◆ Task details
Among the entries, find the lines with the string "group" and report them.
--- Working data Enclosed Below ---
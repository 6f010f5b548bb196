//! Test vectors for the secp256r1 group.

use hex_literal::hex;

/// Repeated addition of the generator.
///
/// These are the first 10 elements of the P-256 group, starting from the
/// generator.
pub const ADD_TEST_VECTORS: &[([u8; 32], [u8; 32])] = &[
    (
        hex!("6b17d1f2e12c4247f8bce6e563a440f277037d812deb33a0f4a13945d898c296"),
        hex!("4fe342e2fe1a7f9b8ee7eb4a7c0f9e162bce33576b315ececbb6406837bf51f5"),
    ),
    (
        hex!("7cf27b188d034f7e8a52380304b51ac3c08969e277f21b35a60b48fc47669978"),
        hex!("07775510db8ed040293d9ac69f7430dbba7dade63ce982299e04b79d227873d1"),
    ),
    (
        hex!("5ecbe4d1a6330a44c8f7ef951d4bf165e6c6b721efada985fb41661bc6e7fd6c"),
        hex!("8734640c4998ff7e374b06ce1a64a2ecd82ab036384fb83d9a79b127a27d5032"),
    ),
    (
        hex!("e2534a3532d08fbba02dde659ee62bd0031fe2db785596ef509302446b030852"),
        hex!("e0f1575a4c633cc719dfee5fda862d764efc96c3f30ee0055c42c23f184ed8c6"),
    ),
    (
        hex!("51590b7a515140d2d784c85608668fdfef8c82fd1f5be52421554a0dc3d033ed"),
        hex!("e0c17da8904a727d8ae1bf36bf8a79260d012f00d4d80888d1d0bb44fda16da4"),
    ),
    (
        hex!("b01a172a76a4602c92d3242cb897dde3024c740debb215b4c6b0aae93c2291a9"),
        hex!("e85c10743237dad56fec0e2dfba703791c00f7701c7e16bdfd7c48538fc77fe2"),
    ),
    (
        hex!("8e533b6fa0bf7b4625bb30667c01fb607ef9f8b8a80fef5b300628703187b2a3"),
        hex!("73eb1dbde03318366d069f83a6f5900053c73633cb041b21c55e1a86c1f400b4"),
    ),
    (
        hex!("62d9779dbee9b0534042742d3ab54cadc1d238980fce97dbb4dd9dc1db6fb393"),
        hex!("ad5accbd91e9d8244ff15d771167cee0a2ed51f6bbe76a78da540a6a0f09957e"),
    ),
    (
        hex!("ea68d7b6fedf0b71878938d51d71f8729e0acb8c2c6df8b3d79e8a4b90949ee0"),
        hex!("2a2744c972c9fce787014a964a8ea0c84d714feaa4de823fe85a224a4dd048fa"),
    ),
    (
        hex!("cef66d6b2a3a993e591214d1ea223fb545ca6c471c48306e4c36069404c5723f"),
        hex!("878662a229aaae906e123cdd9d3b4c10590ded29fe751eeeca34bbaa44af0773"),
    ),
];

/// Scalar multiples of the generator: `(k, x, y)` with `(x, y) = [k] G`.
pub const MUL_TEST_VECTORS: &[([u8; 32], [u8; 32], [u8; 32])] = &[
    (
        hex!("00000000000000000000000000000000000000000000000000000000deadbeef"),
        hex!("b487d183dc4806058eb31a29bedefd7bcca987b77a381a3684871d8449c18394"),
        hex!("2a122cc711a80453678c3032de4b6fff2c86342e82d1e7adb617c4165c43ce5e"),
    ),
    (
        hex!("4f1e8f0e4f6ac6a0b5f4b8b4e1e9b2c3d4a5968778695a4b3c2d1e0f00112233"),
        hex!("a059fedd3583893c10c0dd066ed72f75b1dd9e586d29d608f91fdae8052b137e"),
        hex!("318b9cfc38a3fda8bc13c492f0578636be4823e81b2221e0807c0480386dca82"),
    ),
    (
        hex!("67fd9324008c01cd43c620246131241b4bd120acf3dc7ec7ff7e474b43556add"),
        hex!("b61389a919b38bbd4226392d9b7917a3d17721f6ae72cddd8655f009a1a4ca2d"),
        hex!("7234b2d85b3c7ff55ec39107172f8eeb7e172a86e5c38e380080ce5c95237cce"),
    ),
    (
        hex!("ffffffff00000000ffffffffffffffffbce6faada7179e84f3b9cac2fc632550"),
        hex!("6b17d1f2e12c4247f8bce6e563a440f277037d812deb33a0f4a13945d898c296"),
        hex!("b01cbd1c01e58065711814b583f061e9d431cca994cea1313449bf97c840ae0a"),
    ),
];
--- End of Enclosed Working data ---
◆ Solved exercise
//! Test vectors for the secp256r1 group.
/// These are the first 10 elements of the P-256 group, starting from the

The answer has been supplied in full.